La escritora neocelandesa Katherine Mansfield es recordada por ser una de las referentes del campo de la novela corta y el cuento breve, convirtiéndose en una de las personas más representativas del género. También como una figura consagrada del modernismo literario inglés, por su vínculo con la enfermedad y por su temprana muerte por tuberculosis. ¿Por qué, entonces, retraducir un clásico? Porque las obras más conocidas de la autora -incluido el volumen mundialmente conocido como Diarios– fueron editadas y publicadas por su último marido y albacea, John M. Murry. Entonces, conocemos la obra de esta escritora de forma sesgada, tal como su viudo lo quiso.

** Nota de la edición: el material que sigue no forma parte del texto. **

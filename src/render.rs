//! HTML document assembly
//!
//! Converts each generated markdown report into an HTML fragment, wraps it
//! in a per-blade section, and assembles all sections into one fixed
//! UTF-8 document skeleton.

use pulldown_cmark::{html, Parser};

/// Fixed document title.
pub const DOCUMENT_TITLE: &str = "Turbine Inspection Reports";

/// Convert markdown-flavored report text to an HTML fragment.
///
/// Lightweight markup such as `**bold**` becomes the corresponding HTML
/// emphasis tag. The report text is rendered as-is, with no validation
/// of its structure.
pub fn markdown_to_html(markdown: &str) -> String {
    let parser = Parser::new(markdown);
    let mut html_output = String::new();
    html::push_html(&mut html_output, parser);
    html_output
}

/// Wrap one report fragment in its blade section: a heading carrying the
/// blade identifier followed by the report container.
pub fn render_section(blade_id: &str, report_html: &str) -> String {
    format!("<h2>Report for {}</h2>\n<div>{}</div>", blade_id, report_html)
}

/// Assemble all sections, in iteration order, into the final document.
pub fn render_document(sections: &[String]) -> String {
    format!(
        "<html>\n  <head>\n    <meta charset='UTF-8'>\n    <title>{}</title>\n  </head>\n  <body>\n{}\n  </body>\n</html>",
        DOCUMENT_TITLE,
        sections.join("\n")
    )
}

#[cfg(test)]
mod tests {
    use super::*;

    #[test]
    fn test_bold_markdown_becomes_strong_tag() {
        let html = markdown_to_html("The blade shows **severe erosion** near the tip.");
        assert!(html.contains("<strong>severe erosion</strong>"));
    }

    #[test]
    fn test_markdown_headings_and_lists() {
        let html = markdown_to_html("## Findings\n\n- crack at root\n- delamination\n");
        assert!(html.contains("<h2>Findings</h2>"));
        assert!(html.contains("<li>crack at root</li>"));
    }

    #[test]
    fn test_section_wraps_heading_and_container() {
        let section = render_section("Turbine-2_A", "<p>ok</p>");
        assert_eq!(section, "<h2>Report for Turbine-2_A</h2>\n<div><p>ok</p></div>");
    }

    #[test]
    fn test_document_skeleton_and_section_order() {
        let sections = vec![
            render_section("Turbine-2_A", "<p>first</p>"),
            render_section("Turbine-6_A", "<p>second</p>"),
        ];
        let document = render_document(&sections);

        assert!(document.starts_with("<html>"));
        assert!(document.contains("<meta charset='UTF-8'>"));
        assert!(document.contains("<title>Turbine Inspection Reports</title>"));
        assert!(document.trim_end().ends_with("</html>"));

        let first = document.find("Report for Turbine-2_A").unwrap();
        let second = document.find("Report for Turbine-6_A").unwrap();
        assert!(first < second);
        assert_eq!(document.matches("<h2>Report for ").count(), 2);
    }

    #[test]
    fn test_empty_document_has_no_sections() {
        let document = render_document(&[]);
        assert_eq!(document.matches("<h2>").count(), 0);
        assert!(document.contains("<body>"));
    }
}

Sopa de ciruela, editado por Eterna Cadencia, traza un camino distinto. Gracias a las recientes investigaciones literarias, hoy hay acceso a los textos originales de Mansfield y hay una certeza: no escribía diarios como nos hizo creer su marido, sino cuadernos en los que aparecen fragmentos de cuentos, borradores de cartas, recetas, listas de gastos, poemas, entradas de diario.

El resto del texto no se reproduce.